## ABOUT THIS EXERCISE:
Word for word, output the data that follows.

━━━ THE DATA ━━━

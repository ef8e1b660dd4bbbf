use std::path::PathBuf;

use anyhow::{Context, Result};
use clap::{Parser, Subcommand};
use tracing_subscriber::EnvFilter;

use hamlet::{
    engine::{EngineBuilder, EngineSettings, GameSpeed},
    events::TracingPresenter,
    scenario::ScenarioLoader,
    web::{self, WebServerConfig},
};

#[derive(Debug, Parser)]
#[command(author, version, about = "Headless village simulation runner")]
struct Cli {
    /// Path to the scenario YAML file
    #[arg(long, default_value = "scenarios/starter_village.yaml")]
    scenario: PathBuf,

    /// Override tick count (uses scenario default when omitted)
    #[arg(long)]
    ticks: Option<u64>,

    /// Game speed multiplier applied to every tick
    #[arg(long, value_enum, default_value_t = GameSpeed::Normal)]
    speed: GameSpeed,

    /// Override snapshot interval in ticks (0 disables snapshots)
    #[arg(long)]
    snapshot_interval: Option<u64>,

    /// Directory for snapshots
    #[arg(long)]
    snapshot_dir: Option<PathBuf>,

    #[command(subcommand)]
    command: Option<Command>,
}

#[derive(Debug, Subcommand)]
enum Command {
    /// Run the simulation and serve its frames over HTTP
    Serve {
        #[arg(long, default_value = "127.0.0.1")]
        host: String,
        #[arg(long, default_value_t = 8080)]
        port: u16,
    },
}

fn init_tracing(level: &str) {
    let filter = EnvFilter::try_from_default_env().unwrap_or_else(|_| EnvFilter::new(level));
    tracing_subscriber::fmt().with_env_filter(filter).init();
}

fn main() -> Result<()> {
    let cli = Cli::parse();
    let loader = ScenarioLoader::new(".");
    let scenario = loader.load(&cli.scenario)?;
    init_tracing(&scenario.config.logging.level);

    let ticks = scenario.ticks(cli.ticks);
    let snapshot_interval = cli
        .snapshot_interval
        .unwrap_or(scenario.snapshot_interval_ticks);
    let snapshot_dir = cli
        .snapshot_dir
        .unwrap_or_else(|| PathBuf::from("snapshots"));

    if let Some(Command::Serve { host, port }) = cli.command {
        let runtime = tokio::runtime::Builder::new_multi_thread()
            .enable_all()
            .build()
            .context("Failed to start the async runtime")?;
        return runtime.block_on(web::run(WebServerConfig {
            scenario,
            ticks,
            speed: cli.speed,
            snapshot_interval,
            snapshot_dir,
            host,
            port,
        }));
    }

    let mut world = scenario.build_world()?;
    let settings = EngineSettings {
        scenario_name: scenario.name.clone(),
        snapshot_interval_ticks: snapshot_interval,
        snapshot_dir,
        speed: cli.speed,
    };
    let mut engine = EngineBuilder::new(settings)
        .with_standard_systems()
        .with_presenter(TracingPresenter)
        .build();

    engine.run(&mut world, ticks)?;

    let ledger = &world.ledger;
    println!(
        "Scenario '{}' ran {} ticks ({:.1} game units). Day {} of {}. Population {}/{}, food {:.1}, wood {:.1}, money {:.1}",
        scenario.name,
        world.tick(),
        world.elapsed(),
        world.calendar.day,
        world.calendar.season,
        ledger.population,
        ledger.population_cap,
        ledger.food,
        ledger.wood,
        ledger.money,
    );
    Ok(())
}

━━━

## SOLUTION TO THIS EXERCISE:
repository ef8e1b660dd4bbbf
use std::path::PathBuf;

use anyhow::{Context, Result};
use clap::{Parser, Subcommand};
use tracing_subscriber::EnvFilter;

use hamlet::{
    engine::{EngineBuilder, EngineSettings, GameSpeed},
    events::TracingPresenter,
    scenario::ScenarioLoader,
    web::{self, WebServerConfig},
};

#[derive(Debug, Parser)]
#[command(author, version, about = "Headless village simulation runner")]
struct Cli {
    /// Path to the scenario YAML file
    #[arg(long, default_value = "scenarios/starter_village.yaml")]
    scenario: PathBuf,

    /// Override tick count (uses scenario default when omitted)
    #[arg(long)]
    ticks: Option<u64>,

    /// Game speed multiplier applied to every tick
    #[arg(long, value_enum, default_value_t = GameSpeed::Normal)]
    speed: GameSpeed,

    /// Override snapshot interval in ticks (0 disables snapshots)
    #[arg(long)]
    snapshot_interval: Option<u64>,

    /// Directory for snapshots
    #[arg(long)]
    snapshot_dir: Option<PathBuf>,

    #[command(subcommand)]
    command: Option<Command>,
}

#[derive(Debug, Subcommand)]
enum Command {
    /// Run the simulation and serve its frames over HTTP
    Serve {
        #[arg(long, default_value = "127.0.0.1")]
        host: String,
        #[arg(long, default_value_t = 8080)]
        port: u16,
    },
}

fn init_tracing(level: &str) {
    let filter = EnvFilter::try_from_default_env().unwrap_or_else(|_| EnvFilter::new(level));
    tracing_subscriber::fmt().with_env_filter(filter).init();
}

fn main() -> Result<()> {
    let cli = Cli::parse();
    let loader = ScenarioLoader::new(".");
    let scenario = loader.load(&cli.scenario)?;
    init_tracing(&scenario.config.logging.level);

    let ticks = scenario.ticks(cli.ticks);
    let snapshot_interval = cli
        .snapshot_interval
        .unwrap_or(scenario.snapshot_interval_ticks);
    let snapshot_dir = cli
        .snapshot_dir
        .unwrap_or_else(|| PathBuf::from("snapshots"));

    if let Some(Command::Serve { host, port }) = cli.command {
        let runtime = tokio::runtime::Builder::new_multi_thread()
            .enable_all()
            .build()
            .context("Failed to start the async runtime")?;
        return runtime.block_on(web::run(WebServerConfig {
            scenario,
            ticks,
            speed: cli.speed,
            snapshot_interval,
            snapshot_dir,
            host,
            port,
        }));
    }

    let mut world = scenario.build_world()?;
    let settings = EngineSettings {
        scenario_name: scenario.name.clone(),
        snapshot_interval_ticks: snapshot_interval,
        snapshot_dir,
        speed: cli.speed,
    };
    let mut engine = EngineBuilder::new(settings)
        .with_standard_systems()
        .with_presenter(TracingPresenter)
        .build();

    engine.run(&mut world, ticks)?;

    let ledger = &world.ledger;
    println!(
        "Scenario '{}' ran {} ticks ({:.1} game units). Day {} of {}. Population {}/{}, food {:.1}, wood {:.1}, money {:.1}",
        scenario.name,
        world.tick(),
        world.elapsed(),
        world.calendar.day,
        world.calendar.season,
        ledger.population,
        ledger.population_cap,
        ledger.food,
        ledger.wood,
        ledger.money,
    );
    Ok(())
}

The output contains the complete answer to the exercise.